▸ **Problem**
Which lines below include the string "ClientConfig"? Please show each one.

▸ **Exercise data**

==========

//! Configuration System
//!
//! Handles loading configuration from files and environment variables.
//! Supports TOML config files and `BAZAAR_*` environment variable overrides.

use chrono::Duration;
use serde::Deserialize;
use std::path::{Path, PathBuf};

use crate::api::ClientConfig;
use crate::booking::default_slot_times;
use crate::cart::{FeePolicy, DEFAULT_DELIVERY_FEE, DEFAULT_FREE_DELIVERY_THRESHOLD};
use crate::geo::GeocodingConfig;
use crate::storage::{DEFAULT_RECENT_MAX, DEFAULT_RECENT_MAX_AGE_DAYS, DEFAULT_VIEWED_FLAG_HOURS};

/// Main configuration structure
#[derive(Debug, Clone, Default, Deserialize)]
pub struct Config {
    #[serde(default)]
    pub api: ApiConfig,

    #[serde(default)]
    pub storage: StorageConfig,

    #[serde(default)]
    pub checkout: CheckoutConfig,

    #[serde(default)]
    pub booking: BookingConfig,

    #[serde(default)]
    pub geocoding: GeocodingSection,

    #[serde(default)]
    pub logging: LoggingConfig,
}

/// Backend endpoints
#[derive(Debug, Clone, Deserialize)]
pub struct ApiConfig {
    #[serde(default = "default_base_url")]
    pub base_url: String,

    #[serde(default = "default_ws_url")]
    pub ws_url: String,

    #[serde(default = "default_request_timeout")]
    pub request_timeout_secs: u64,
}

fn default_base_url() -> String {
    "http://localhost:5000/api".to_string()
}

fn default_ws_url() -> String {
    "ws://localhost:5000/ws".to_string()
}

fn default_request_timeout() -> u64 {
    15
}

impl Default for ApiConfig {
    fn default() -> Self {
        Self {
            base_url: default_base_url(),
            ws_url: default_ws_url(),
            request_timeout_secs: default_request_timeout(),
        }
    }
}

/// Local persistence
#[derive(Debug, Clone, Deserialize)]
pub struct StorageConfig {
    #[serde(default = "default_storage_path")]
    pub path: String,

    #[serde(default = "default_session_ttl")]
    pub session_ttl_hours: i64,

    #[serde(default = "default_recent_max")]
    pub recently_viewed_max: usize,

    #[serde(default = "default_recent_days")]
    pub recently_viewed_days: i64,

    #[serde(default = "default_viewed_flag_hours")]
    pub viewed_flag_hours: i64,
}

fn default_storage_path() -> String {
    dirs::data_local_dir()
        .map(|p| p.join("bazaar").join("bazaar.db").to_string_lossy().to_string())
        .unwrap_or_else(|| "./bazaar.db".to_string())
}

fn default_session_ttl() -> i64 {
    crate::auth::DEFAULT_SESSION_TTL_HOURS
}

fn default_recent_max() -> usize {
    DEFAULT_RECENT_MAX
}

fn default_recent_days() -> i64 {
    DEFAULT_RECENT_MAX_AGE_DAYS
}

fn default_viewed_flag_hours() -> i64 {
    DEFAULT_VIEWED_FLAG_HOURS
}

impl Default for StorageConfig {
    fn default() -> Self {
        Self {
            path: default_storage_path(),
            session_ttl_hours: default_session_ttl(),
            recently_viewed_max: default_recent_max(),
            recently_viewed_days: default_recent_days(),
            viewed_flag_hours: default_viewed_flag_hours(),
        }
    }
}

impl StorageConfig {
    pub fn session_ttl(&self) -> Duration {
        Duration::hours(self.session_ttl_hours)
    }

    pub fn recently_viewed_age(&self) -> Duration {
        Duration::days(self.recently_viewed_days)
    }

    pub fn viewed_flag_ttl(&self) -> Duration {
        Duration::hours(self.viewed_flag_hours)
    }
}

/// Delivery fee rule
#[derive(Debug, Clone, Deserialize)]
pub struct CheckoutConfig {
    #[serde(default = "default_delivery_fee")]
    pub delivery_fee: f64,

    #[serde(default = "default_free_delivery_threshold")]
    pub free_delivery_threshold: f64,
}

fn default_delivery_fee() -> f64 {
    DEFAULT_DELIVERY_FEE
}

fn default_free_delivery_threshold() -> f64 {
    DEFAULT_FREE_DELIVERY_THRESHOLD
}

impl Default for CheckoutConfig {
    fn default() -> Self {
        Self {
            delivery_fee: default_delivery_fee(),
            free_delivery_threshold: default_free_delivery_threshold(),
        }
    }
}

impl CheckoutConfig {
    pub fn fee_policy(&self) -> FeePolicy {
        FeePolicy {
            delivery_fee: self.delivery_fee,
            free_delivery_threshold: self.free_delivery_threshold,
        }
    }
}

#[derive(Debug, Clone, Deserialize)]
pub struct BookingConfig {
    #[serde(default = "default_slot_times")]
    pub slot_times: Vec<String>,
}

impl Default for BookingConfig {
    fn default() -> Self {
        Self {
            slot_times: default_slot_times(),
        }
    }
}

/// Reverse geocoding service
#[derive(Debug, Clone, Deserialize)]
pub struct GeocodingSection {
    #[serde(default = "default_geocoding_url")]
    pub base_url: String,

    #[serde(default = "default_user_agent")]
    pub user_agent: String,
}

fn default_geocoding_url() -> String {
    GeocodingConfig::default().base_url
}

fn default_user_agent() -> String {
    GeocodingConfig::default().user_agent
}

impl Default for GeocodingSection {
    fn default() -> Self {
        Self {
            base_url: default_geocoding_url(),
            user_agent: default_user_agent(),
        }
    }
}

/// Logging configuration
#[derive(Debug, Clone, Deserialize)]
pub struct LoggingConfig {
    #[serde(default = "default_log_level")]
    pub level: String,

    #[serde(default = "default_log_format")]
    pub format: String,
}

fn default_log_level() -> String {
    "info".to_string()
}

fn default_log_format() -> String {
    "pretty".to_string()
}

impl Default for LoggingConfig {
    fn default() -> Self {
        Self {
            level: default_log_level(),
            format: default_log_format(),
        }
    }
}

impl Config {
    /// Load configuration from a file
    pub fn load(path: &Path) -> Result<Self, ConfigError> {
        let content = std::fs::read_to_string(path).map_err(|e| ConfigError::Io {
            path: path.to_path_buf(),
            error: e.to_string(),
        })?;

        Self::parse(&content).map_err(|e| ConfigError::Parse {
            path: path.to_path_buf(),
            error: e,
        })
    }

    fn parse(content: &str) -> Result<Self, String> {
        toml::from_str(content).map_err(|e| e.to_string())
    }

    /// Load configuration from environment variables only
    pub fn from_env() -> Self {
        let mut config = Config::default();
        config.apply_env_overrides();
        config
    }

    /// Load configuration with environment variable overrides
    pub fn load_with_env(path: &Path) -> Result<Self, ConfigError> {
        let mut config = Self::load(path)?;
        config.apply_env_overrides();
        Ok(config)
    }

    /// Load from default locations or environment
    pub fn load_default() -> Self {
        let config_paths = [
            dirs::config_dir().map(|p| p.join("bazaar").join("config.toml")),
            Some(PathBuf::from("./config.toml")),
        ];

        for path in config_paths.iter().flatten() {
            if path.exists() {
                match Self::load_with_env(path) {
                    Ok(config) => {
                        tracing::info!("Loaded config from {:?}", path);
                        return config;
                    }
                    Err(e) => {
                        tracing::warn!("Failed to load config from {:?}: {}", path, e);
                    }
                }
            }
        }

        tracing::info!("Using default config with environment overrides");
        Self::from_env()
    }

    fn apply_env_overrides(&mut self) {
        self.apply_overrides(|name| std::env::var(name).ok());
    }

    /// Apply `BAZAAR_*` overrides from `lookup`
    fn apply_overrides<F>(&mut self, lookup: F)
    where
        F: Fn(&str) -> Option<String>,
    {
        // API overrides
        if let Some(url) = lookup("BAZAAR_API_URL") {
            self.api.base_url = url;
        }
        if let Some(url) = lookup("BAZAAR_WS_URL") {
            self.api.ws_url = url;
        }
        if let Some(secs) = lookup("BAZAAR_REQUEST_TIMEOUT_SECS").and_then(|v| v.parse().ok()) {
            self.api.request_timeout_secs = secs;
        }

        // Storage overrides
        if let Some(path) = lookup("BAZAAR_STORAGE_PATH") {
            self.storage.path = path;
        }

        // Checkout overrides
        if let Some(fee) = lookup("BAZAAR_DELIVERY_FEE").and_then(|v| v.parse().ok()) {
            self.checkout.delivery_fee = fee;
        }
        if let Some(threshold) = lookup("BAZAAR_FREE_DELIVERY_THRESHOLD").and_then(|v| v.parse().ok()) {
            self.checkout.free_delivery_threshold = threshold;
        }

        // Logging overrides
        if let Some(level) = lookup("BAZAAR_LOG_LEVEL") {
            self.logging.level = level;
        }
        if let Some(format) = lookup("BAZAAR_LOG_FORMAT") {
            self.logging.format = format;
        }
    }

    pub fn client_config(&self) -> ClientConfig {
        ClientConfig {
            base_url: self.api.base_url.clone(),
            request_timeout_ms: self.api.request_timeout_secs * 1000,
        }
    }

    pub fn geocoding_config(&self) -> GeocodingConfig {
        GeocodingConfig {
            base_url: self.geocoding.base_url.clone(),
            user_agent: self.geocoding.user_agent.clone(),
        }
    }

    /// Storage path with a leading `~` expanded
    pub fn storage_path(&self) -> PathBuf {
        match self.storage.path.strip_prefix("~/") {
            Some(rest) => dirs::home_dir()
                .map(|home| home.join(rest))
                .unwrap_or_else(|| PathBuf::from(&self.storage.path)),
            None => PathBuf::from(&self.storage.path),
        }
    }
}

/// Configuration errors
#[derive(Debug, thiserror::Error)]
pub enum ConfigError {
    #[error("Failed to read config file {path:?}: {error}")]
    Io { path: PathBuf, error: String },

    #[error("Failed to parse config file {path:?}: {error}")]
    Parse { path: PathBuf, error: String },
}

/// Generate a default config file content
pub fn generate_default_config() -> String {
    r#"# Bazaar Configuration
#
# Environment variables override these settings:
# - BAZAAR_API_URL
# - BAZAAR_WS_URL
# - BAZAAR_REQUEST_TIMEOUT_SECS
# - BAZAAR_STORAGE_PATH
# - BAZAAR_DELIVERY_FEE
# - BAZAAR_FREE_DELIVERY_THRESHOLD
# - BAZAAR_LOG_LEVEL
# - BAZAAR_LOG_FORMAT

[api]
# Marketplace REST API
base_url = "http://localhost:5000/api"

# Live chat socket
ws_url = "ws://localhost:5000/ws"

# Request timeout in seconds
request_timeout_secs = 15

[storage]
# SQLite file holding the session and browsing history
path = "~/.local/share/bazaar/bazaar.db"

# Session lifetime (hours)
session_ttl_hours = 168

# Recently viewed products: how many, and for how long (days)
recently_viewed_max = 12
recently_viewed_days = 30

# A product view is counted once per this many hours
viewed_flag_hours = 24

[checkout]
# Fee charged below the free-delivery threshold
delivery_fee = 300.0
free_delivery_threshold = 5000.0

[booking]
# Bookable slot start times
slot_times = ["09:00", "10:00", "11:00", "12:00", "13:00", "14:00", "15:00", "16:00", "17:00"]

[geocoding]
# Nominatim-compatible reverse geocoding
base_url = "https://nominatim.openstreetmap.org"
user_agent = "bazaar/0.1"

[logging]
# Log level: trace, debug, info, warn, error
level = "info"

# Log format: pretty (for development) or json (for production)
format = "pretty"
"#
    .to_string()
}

==========

▸ **Result for this exercise**
use crate::api::ClientConfig;
    pub fn client_config(&self) -> ClientConfig {
        ClientConfig {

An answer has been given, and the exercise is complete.